Ce 2017 format magnum est à point et le pur xinomavro qu’il contient fort réjouissant. Un assemblage de vieilles vignes (45 ans) issues des meilleures parcelles maison. Il y a ici des relents de nebbiolo mais avec le sourire en prime. Flaveurs fines, parfumées, presque délicates, nuancées d’épices, de tabac frais et de rose fanée, d’une fraîcheur, d’une longueur admirables. Non seulement une référence mais un must ! Surtout à ce prix.
(5+) ****
- Moulin Touchais 1997, Coteaux du Layon, Loire, France – Bouchage : Liège (Le 2005 est encore disponible à 63,75 $ - 13210621)
J’ai humé lentement, longuement. J’avais l’impression d’avoir sous les yeux la montre molle du célèbre tableau de Salvador Dali, avec ses ors riches et profonds et son tic-tac aphone et intemporel. Que de majesté que ce chenin doux aux débordements lascifs, dont la texture grasse mais ferme, enrobe et caresse, avec sa pointe miellée et safranée où le botrytis fait la cour à l’abricot confit et au gingembre frais. Le millésime 1947 acheté à la SAQ pour une bouchée de pain avait, à l’époque, eu cette conversation de boudoir, entre chien et loup, quand la nuit des temps avait encore le dessus sur le jour qui point.
(10) ****
AVERTISSEMENT :
À noter que le contenu Du Vin dans l’Encrier n’engage que l’Imagination Naturelle (I.N.) de l’auteur et n’a été, ni de près, ni de loin, en contact avec l’Intelligence Artificielle (I.A.).
SUR LE PLAN NOTATION
Le vin est noté dans l’absolu
et non dans sa catégorie sur une base de ***** avec des 1/2 *
* : Peu inspiré
** : Correct
*** : Bon vin
**** : Grand vin
***** : Exceptionnel
Quand le boire ?
(5) : À son meilleur d’ici 5 ans
(5+) : Gagnera à se bonifier après 5 ans
(10) : Atteindra son plateau de maturité après 10 ans
© : Gagnera à séjourner en carafe
À noter que toutes évaluations et notations sont relatives.

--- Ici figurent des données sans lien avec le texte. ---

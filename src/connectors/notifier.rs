use super::errors::ConnectorError;
use async_trait::async_trait;
use serde::Serialize;
use std::time::Duration;

/// User facing notifications raised by background jobs.
#[derive(Debug, Clone, PartialEq, Eq, Serialize)]
#[serde(tag = "event", rename_all = "snake_case")]
pub enum Notification {
    DomainLive {
        project_id: i32,
        domain: String,
    },
    DomainPropagationFailed {
        project_id: i32,
        domain: String,
        attempts: u32,
    },
    DomainCheckErrored {
        project_id: i32,
        domain: String,
        message: String,
    },
}

#[async_trait]
pub trait Notifier: Send + Sync {
    async fn notify(&self, notification: Notification) -> Result<(), ConnectorError>;
}

/// Posts the notification as JSON to a configured endpoint.
pub struct HttpNotifier {
    url: String,
    http_client: reqwest::Client,
}

impl HttpNotifier {
    pub fn new(url: impl Into<String>) -> Result<Self, ConnectorError> {
        let http_client = reqwest::Client::builder()
            .timeout(Duration::from_secs(10))
            .build()
            .map_err(|err| ConnectorError::Internal(format!("HTTP client error: {}", err)))?;
        Ok(Self {
            url: url.into(),
            http_client,
        })
    }
}

#[async_trait]
impl Notifier for HttpNotifier {
    #[tracing::instrument(name = "Send notification", skip(self))]
    async fn notify(&self, notification: Notification) -> Result<(), ConnectorError> {
        let resp = self
            .http_client
            .post(&self.url)
            .json(&notification)
            .send()
            .await?;

        let status = resp.status();
        if status.is_success() {
            return Ok(());
        }
        let body = resp.text().await.unwrap_or_default();
        Err(ConnectorError::from_status(status, body))
    }
}

/// Fallback when no endpoint is configured.
pub struct LogNotifier;

#[async_trait]
impl Notifier for LogNotifier {
    async fn notify(&self, notification: Notification) -> Result<(), ConnectorError> {
        tracing::info!(?notification, "Notification");
        Ok(())
    }
}

#[cfg(test)]
pub mod mock {
    use super::*;
    use std::sync::Mutex;

    #[derive(Default)]
    pub struct RecordingNotifier {
        pub sent: Mutex<Vec<Notification>>,
    }

    #[async_trait]
    impl Notifier for RecordingNotifier {
        async fn notify(&self, notification: Notification) -> Result<(), ConnectorError> {
            self.sent.lock().unwrap().push(notification);
            Ok(())
        }
    }
}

Elles s’inscrivent dans une idée de temps, de lieux, de circonstances, de qualité d’échantillons et bien sûr de l’humeur – bonne ou mauvaise - du dégustateur !
À noter aussi que TOUS les échantillons reçus sont dégustés par l’auteur. Ils sont complétés d’achats ponctuels à la SAQ.
Les quantités disponibles peuvent fluctuer d’une succursale SAQ à l’autre.